Nell’ambito dell’arredo per l’ufficio, gli strumenti da coinvolgere e utilizzare come alleati sono numerosi e spaziano da mobili modulari da montare e smontare in funzione delle specifiche esigenze, scaffali mobili da usare come spazio di archiviazione ma anche come divisori dello spazio, materiali fonoassorbenti per garantire la definizione di un’acustica confortevole, digital signage per offrire la condivisione agevole delle informazioni, fino all’installazione di huddle rooms per avere a disposizione spazi per riunioni di piccoli gruppi.

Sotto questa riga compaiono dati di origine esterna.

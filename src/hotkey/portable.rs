//! Cross-platform input source using rdev
//!
//! Every key, modifiers included, arrives as a separate press/release, so
//! this source emits only `KeyDown`/`KeyUp` and mouse events. Left and
//! right modifiers keep distinct names (`ctrl` vs `right_ctrl`).
//!
//! `rdev::listen` cannot be cancelled. Stopping the source detaches it by
//! dropping the queue sender; the hook thread stays parked for the rest of
//! the process and is reused if the source is started again. If the hook
//! dies later, the queue is closed and the failure kept for the listener.

use std::sync::mpsc::{self, Receiver, RecvTimeoutError, Sender};
use std::sync::{Arc, Mutex};
use std::thread;
use std::time::Duration;

use rdev::{Button, EventType};
use tracing::{error, info};

use super::input::{InputEvent, InputSource, SourceError};
use super::keys::{Key, MouseButton};

/// How long to wait for `rdev::listen` to fail before assuming it is running
const SETUP_GRACE: Duration = Duration::from_millis(200);

type SharedSender = Arc<Mutex<Option<Sender<InputEvent>>>>;

/// Input source backed by a global rdev hook
pub struct PortableSource {
    sender: SharedSender,
    /// Why the hook thread exited, once it has
    failure: Arc<Mutex<Option<String>>>,
    hooked: bool,
}

impl PortableSource {
    /// Create a source; the hook is installed on first start
    pub fn new() -> Self {
        Self {
            sender: Arc::new(Mutex::new(None)),
            failure: Arc::new(Mutex::new(None)),
            hooked: false,
        }
    }

    fn install_hook(&mut self) -> Result<(), SourceError> {
        let sender = Arc::clone(&self.sender);
        let failure = Arc::clone(&self.failure);
        let (setup_tx, setup_rx) = mpsc::channel();

        thread::Builder::new()
            .name("hotkey-rdev".to_string())
            .spawn(move || {
                let hook_sender = Arc::clone(&sender);
                let result = rdev::listen(move |event| {
                    let Some(input) = normalize(&event.event_type) else {
                        return;
                    };
                    if let Ok(guard) = hook_sender.lock() {
                        if let Some(tx) = guard.as_ref() {
                            let _ = tx.send(input);
                        }
                    }
                });
                let message = match result {
                    Ok(()) => "rdev listener returned".to_string(),
                    Err(e) => format!("{:?}", e),
                };
                error!(error = %message, "rdev listener failed");

                // Past the setup grace nobody is waiting on setup_rx, so
                // record the failure and close the queue instead
                if let Ok(mut slot) = failure.lock() {
                    *slot = Some(message.clone());
                }
                if let Ok(mut guard) = sender.lock() {
                    guard.take();
                }
                let _ = setup_tx.send(message);
            })
            .map_err(|e| SourceError::Listen(e.to_string()))?;

        match setup_rx.recv_timeout(SETUP_GRACE) {
            Ok(message) => Err(SourceError::Listen(message)),
            Err(RecvTimeoutError::Timeout) => {
                info!("rdev hook installed");
                Ok(())
            }
            Err(RecvTimeoutError::Disconnected) => {
                Err(SourceError::Listen("rdev listener exited".into()))
            }
        }
    }
}

impl Default for PortableSource {
    fn default() -> Self {
        Self::new()
    }
}

impl InputSource for PortableSource {
    fn start(&mut self) -> Result<Receiver<InputEvent>, SourceError> {
        let (tx, rx) = mpsc::channel();
        {
            let mut guard = self
                .sender
                .lock()
                .map_err(|_| SourceError::Listen("sender lock poisoned".into()))?;
            if guard.is_some() {
                return Err(SourceError::AlreadyStarted);
            }
            *guard = Some(tx);
        }

        if !self.hooked {
            if let Err(e) = self.install_hook() {
                self.stop();
                self.take_error();
                return Err(e);
            }
            self.hooked = true;
        }
        Ok(rx)
    }

    fn stop(&mut self) {
        if let Ok(mut guard) = self.sender.lock() {
            guard.take();
        }
    }

    fn take_error(&mut self) -> Option<SourceError> {
        let message = self.failure.lock().ok()?.take()?;
        // The hook thread is gone; install a fresh one on the next start
        self.hooked = false;
        Some(SourceError::Listen(message))
    }
}

fn normalize(event_type: &EventType) -> Option<InputEvent> {
    match event_type {
        EventType::KeyPress(key) => Some(InputEvent::KeyDown(key_name(*key))),
        EventType::KeyRelease(key) => Some(InputEvent::KeyUp(key_name(*key))),
        EventType::ButtonPress(button) => Some(InputEvent::MouseDown(mouse_button(*button))),
        EventType::ButtonRelease(button) => Some(InputEvent::MouseUp(mouse_button(*button))),
        _ => None,
    }
}

fn mouse_button(button: Button) -> MouseButton {
    match button {
        Button::Left => MouseButton::Left,
        Button::Right => MouseButton::Right,
        Button::Middle => MouseButton::Middle,
        Button::Unknown(n) => MouseButton::Other(n),
    }
}

/// rdev key to canonical key name
fn key_name(key: rdev::Key) -> Key {
    use rdev::Key as K;

    let name = match key {
        K::ControlLeft => "ctrl",
        K::ControlRight => "right_ctrl",
        K::MetaLeft => "super",
        K::MetaRight => "right_super",
        K::Alt => "alt",
        K::AltGr => "right_alt",
        K::ShiftLeft => "shift",
        K::ShiftRight => "right_shift",
        K::Space => "space",
        K::Return | K::KpReturn => "enter",
        K::Tab => "tab",
        K::Escape => "esc",
        K::Backspace => "backspace",
        K::Delete => "delete",
        K::Home => "home",
        K::End => "end",
        K::PageUp => "page_up",
        K::PageDown => "page_down",
        K::UpArrow => "up",
        K::DownArrow => "down",
        K::LeftArrow => "left",
        K::RightArrow => "right",
        K::Minus => "-",
        K::Equal => "=",
        K::Unknown(code) => return Key::new(format!("key_{}", code)),
        other => return Key::new(fallback_name(&format!("{:?}", other))),
    };
    Key::from(name)
}

/// `KeyA` -> `a`, `Num1` -> `1`, `F5` -> `f5`, `CapsLock` -> `capslock`
fn fallback_name(debug_name: &str) -> String {
    let stripped = debug_name
        .strip_prefix("Key")
        .or_else(|| debug_name.strip_prefix("Num").filter(|d| d.len() == 1))
        .unwrap_or(debug_name);
    stripped.to_lowercase()
}

#[cfg(test)]
mod tests {
    use super::*;

    #[test]
    fn test_modifier_names_keep_sides() {
        assert_eq!(key_name(rdev::Key::ControlLeft), Key::from("ctrl"));
        assert_eq!(key_name(rdev::Key::ControlRight), Key::from("right_ctrl"));
        assert_eq!(key_name(rdev::Key::AltGr), Key::from("right_alt"));
        assert!(key_name(rdev::Key::MetaLeft).is_modifier());
    }

    #[test]
    fn test_character_keys() {
        assert_eq!(key_name(rdev::Key::KeyA), Key::from("a"));
        assert_eq!(key_name(rdev::Key::Num7), Key::from("7"));
        assert_eq!(key_name(rdev::Key::F11), Key::from("f11"));
        assert_eq!(key_name(rdev::Key::Unknown(42)), Key::from("key_42"));
    }

    #[test]
    fn test_middle_button() {
        assert_eq!(
            normalize(&EventType::ButtonPress(Button::Middle)),
            Some(InputEvent::MouseDown(MouseButton::Middle))
        );
        assert_eq!(normalize(&EventType::MouseMove { x: 1.0, y: 2.0 }), None);
    }

    #[test]
    fn test_recorded_failure_is_taken_once() {
        let mut source = PortableSource::new();
        source.hooked = true;
        if let Ok(mut slot) = source.failure.lock() {
            *slot = Some("RecordContextEnablingError".into());
        }

        assert!(matches!(
            source.take_error(),
            Some(SourceError::Listen(m)) if m == "RecordContextEnablingError"
        ));
        assert!(!source.hooked);
        assert!(source.take_error().is_none());
    }
}
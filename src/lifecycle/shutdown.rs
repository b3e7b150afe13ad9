//! Unix signal handling for shutdown and settings reload

use anyhow::{Context, Result};
use tokio::signal::unix::{signal, Signal, SignalKind};
use tracing::debug;

/// What the process was asked to do
#[derive(Debug, Clone, Copy, PartialEq, Eq)]
pub enum Request {
    /// SIGTERM or SIGINT
    Shutdown,
    /// SIGHUP: re-read the settings file
    Reload,
}

/// Handles shutdown signals (SIGTERM, SIGINT) and reload requests (SIGHUP)
pub struct ShutdownSignal {
    sigterm: Signal,
    sigint: Signal,
    sighup: Signal,
}

impl ShutdownSignal {
    /// Register the signal handlers. Must be called inside a Tokio runtime.
    pub fn new() -> Result<Self> {
        Ok(Self {
            sigterm: signal(SignalKind::terminate())
                .context("failed to register SIGTERM handler")?,
            sigint: signal(SignalKind::interrupt())
                .context("failed to register SIGINT handler")?,
            sighup: signal(SignalKind::hangup())
                .context("failed to register SIGHUP handler")?,
        })
    }

    /// Wait for the next signal
    pub async fn next(&mut self) -> Request {
        tokio::select! {
            _ = self.sigterm.recv() => {
                debug!("received SIGTERM");
                Request::Shutdown
            }
            _ = self.sigint.recv() => {
                debug!("received SIGINT");
                Request::Shutdown
            }
            _ = self.sighup.recv() => {
                debug!("received SIGHUP");
                Request::Reload
            }
        }
    }
}

#[cfg(test)]
mod tests {
    use super::*;

    #[test]
    fn test_handlers_register() {
        tokio_test::block_on(async {
            assert!(ShutdownSignal::new().is_ok());
        });
    }
}
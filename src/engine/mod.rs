//! Hotkey activation engine
//!
//! One platform-independent implementation of:
//! - pressed-key tracking, including bursty modifier reports
//! - subset matching of keyboard hotkeys (hold and toggle)
//! - the release guard for hold combos
//! - middle-button mouse hotkeys
//! - exact-chord text snippets

mod machine;
mod tracker;

pub use machine::{ActiveKey, Engine, ProcessingError};
pub use tracker::KeyTracker;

Emanuel Battocchio, general manager Sitia, specifica quali sono le politiche seguite dall’azienda nella progettazione degli elementi d’arredo: “In azienda siamo profondamente convinti che un ambiente di lavoro ben progettato, che tiene conto della diversità delle persone e delle loro esigenze, può avere un impatto estremamente positivo sulla soddisfazione, la produttività e il benessere di tutti i dipendenti. Prima di tutto, un design di arredo attento alla diversità può garantire spazi accessibili per le persone con disabilità fisiche o motorie, contribuendo a rimuovere barriere e facilitare la piena partecipazione di tutti. Le disposizioni ergonomiche e flessibili permettono di adattare gli spazi alle esigenze specifiche di ciascun individuo, migliorando il comfort e prevenendo problemi di salute correlati a posture scorrette. Inoltre, un ambiente di lavoro inclusivo nel design dell’arredo riflette la diversità culturale e il rispetto per le tradizioni delle diverse comunità. Un design di arredo che valorizza la diversità può anche promuovere l’inclusione sociale e l’interazione tra i colleghi”.

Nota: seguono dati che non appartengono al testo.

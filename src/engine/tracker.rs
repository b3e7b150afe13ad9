//! Pressed-key bookkeeping

use std::collections::{BTreeSet, HashSet};

use crate::hotkey::Key;

/// Modifiers gained and lost between two `ModifierChanged` reports
#[derive(Debug, Default, PartialEq, Eq)]
pub struct ModifierDelta {
    pub added: BTreeSet<Key>,
    pub removed: BTreeSet<Key>,
}

/// Tracks which keys are currently held
#[derive(Debug, Default)]
pub struct KeyTracker {
    pressed: HashSet<Key>,
    /// Last complete modifier set seen in a `ModifierChanged`
    last_modifiers: BTreeSet<Key>,
}

impl KeyTracker {
    pub fn pressed(&self) -> &HashSet<Key> {
        &self.pressed
    }

    #[cfg(test)]
    pub fn is_pressed(&self, key: &Key) -> bool {
        self.pressed.contains(key)
    }

    pub fn press(&mut self, key: Key) {
        self.pressed.insert(key);
    }

    pub fn release(&mut self, key: &Key) {
        self.pressed.remove(key);
    }

    /// Compare a full modifier report against the previous one
    pub fn modifier_delta(&self, current: &BTreeSet<Key>) -> ModifierDelta {
        ModifierDelta {
            added: current.difference(&self.last_modifiers).cloned().collect(),
            removed: self.last_modifiers.difference(current).cloned().collect(),
        }
    }

    /// Replace every modifier in `pressed` with `current`
    ///
    /// One OS flags event may carry several modifier transitions at once,
    /// so the set is reconciled wholesale instead of per key.
    pub fn apply_modifiers(&mut self, current: BTreeSet<Key>) {
        self.pressed.retain(|k| !k.is_modifier());
        self.pressed.extend(current.iter().cloned());
        self.last_modifiers = current;
    }

    pub fn clear(&mut self) {
        self.pressed.clear();
        self.last_modifiers.clear();
    }
}

#[cfg(test)]
mod tests {
    use super::*;

    fn keys(names: &[&str]) -> BTreeSet<Key> {
        names.iter().map(|n| Key::from(*n)).collect()
    }

    #[test]
    fn test_press_is_idempotent() {
        let mut tracker = KeyTracker::default();
        tracker.press(Key::from("a"));
        tracker.press(Key::from("a"));
        assert_eq!(tracker.pressed().len(), 1);

        tracker.release(&Key::from("a"));
        assert!(tracker.pressed().is_empty());
    }

    #[test]
    fn test_modifier_burst() {
        let mut tracker = KeyTracker::default();
        tracker.apply_modifiers(keys(&["ctrl", "shift"]));

        let delta = tracker.modifier_delta(&keys(&["alt", "ctrl"]));
        assert_eq!(delta.added, keys(&["alt"]));
        assert_eq!(delta.removed, keys(&["shift"]));
    }

    #[test]
    fn test_apply_modifiers_keeps_regular_keys() {
        let mut tracker = KeyTracker::default();
        tracker.press(Key::from("x"));
        tracker.apply_modifiers(keys(&["ctrl", "shift"]));
        tracker.apply_modifiers(keys(&["ctrl"]));

        assert!(tracker.is_pressed(&Key::from("x")));
        assert!(tracker.is_pressed(&Key::from("ctrl")));
        assert!(!tracker.is_pressed(&Key::from("shift")));
    }

    #[test]
    fn test_clear() {
        let mut tracker = KeyTracker::default();
        tracker.press(Key::from("x"));
        tracker.apply_modifiers(keys(&["ctrl"]));
        tracker.clear();

        assert!(tracker.pressed().is_empty());
        assert_eq!(tracker.modifier_delta(&keys(&["ctrl"])).added, keys(&["ctrl"]));
    }
}
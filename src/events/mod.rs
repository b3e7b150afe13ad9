//! Signals emitted by the hotkey engine
//!
//! These are the only values that leave the listener thread. Consumers
//! subscribe through a broadcast channel and own whatever state the
//! signals drive (e.g. the on/off state behind a toggle hotkey).

use serde::{Deserialize, Serialize};

/// Which edge of an activation a signal reports
#[derive(Debug, Clone, Copy, PartialEq, Eq, Serialize, Deserialize)]
#[serde(rename_all = "snake_case")]
pub enum Edge {
    /// Hold-mode combination became satisfied
    Press,
    /// Hold-mode combination ended
    Release,
    /// Toggle-mode combination was pressed; the consumer flips its state
    Toggle,
}

impl std::fmt::Display for Edge {
    fn fmt(&self, f: &mut std::fmt::Formatter<'_>) -> std::fmt::Result {
        match self {
            Edge::Press => write!(f, "press"),
            Edge::Release => write!(f, "release"),
            Edge::Toggle => write!(f, "toggle"),
        }
    }
}

/// Events emitted by the engine and the listener
#[derive(Debug, Clone, PartialEq, Eq, Serialize, Deserialize)]
#[serde(tag = "type", rename_all = "snake_case")]
pub enum Signal {
    /// A keyboard hotkey changed state
    Hotkey { id: String, edge: Edge },

    /// A mouse-button hotkey changed state
    MouseHotkey { id: String, edge: Edge },

    /// A text snippet chord was pressed
    SnippetTriggered { id: String, text: String },

    /// Non-fatal problem while listening
    Error { message: String },
}

impl Signal {
    pub fn hotkey(id: impl Into<String>, edge: Edge) -> Self {
        Signal::Hotkey { id: id.into(), edge }
    }

    pub fn mouse(id: impl Into<String>, edge: Edge) -> Self {
        Signal::MouseHotkey { id: id.into(), edge }
    }

    pub fn error(message: impl std::fmt::Display) -> Self {
        Signal::Error {
            message: message.to_string(),
        }
    }
}

impl std::fmt::Display for Signal {
    fn fmt(&self, f: &mut std::fmt::Formatter<'_>) -> std::fmt::Result {
        match self {
            Signal::Hotkey { id, edge } => write!(f, "HOTKEY {} ({})", id, edge),
            Signal::MouseHotkey { id, edge } => write!(f, "MOUSE_HOTKEY {} ({})", id, edge),
            Signal::SnippetTriggered { id, text } => {
                write!(f, "SNIPPET {} ({} chars)", id, text.chars().count())
            }
            Signal::Error { message } => write!(f, "ERROR {}", message),
        }
    }
}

Veronica Nardelotto, per completezza, elenca quali elementi provenienti dal mondo dell’arredo possono contribuire a rendere uno spazio inclusivo cercando di dare dei confini a un universo molto ampio: “L’arredo, in quanto oggetto che viene toccato, visto, utilizzato, che ha una sua natura, materialità, e forma, ha intrinsecamente un’influenza sull’ambiente in cui viene inserito. Gli studi sull’ergonomia, lo sviluppo di nuovi materiali con caratteristiche tattili e acustiche particolari, lo studio dell’acustica stessa e di prodotti innovativi per il controllo del rumore, l’integrazione della tecnologia nei prodotti, sono tutti elementi che vanno a contribuire alla costruzione dell’esperienza, o ancor meglio, esperienze, dello spazio stesso. L’argomento è molto vasto e comporta spesso la contaminazione con scienze applicate diverse, il che personalmente mi appassiona molto.
Si pensi ad esempio al solo tema del colore, dagli studi delle neuroscienze alle implicazioni in termini di creazione di barriere percettive. Dall’uso del colore come strumento per creare una segnaletica a guida della persona nello spazio, o per suddividerlo e identificarne la destinazione d’uso, al ‘semplice’ colore che crea il mood o lo stile dell’ambiente. Infine, l’arredo con la sua varietà di offerta permette di proporre opzioni diverse, diversificate, adattabili e pensate per convivere in armonia, oltre che gradevoli alla vista, provando che la diversità, anche negli arredi è ricchezza”.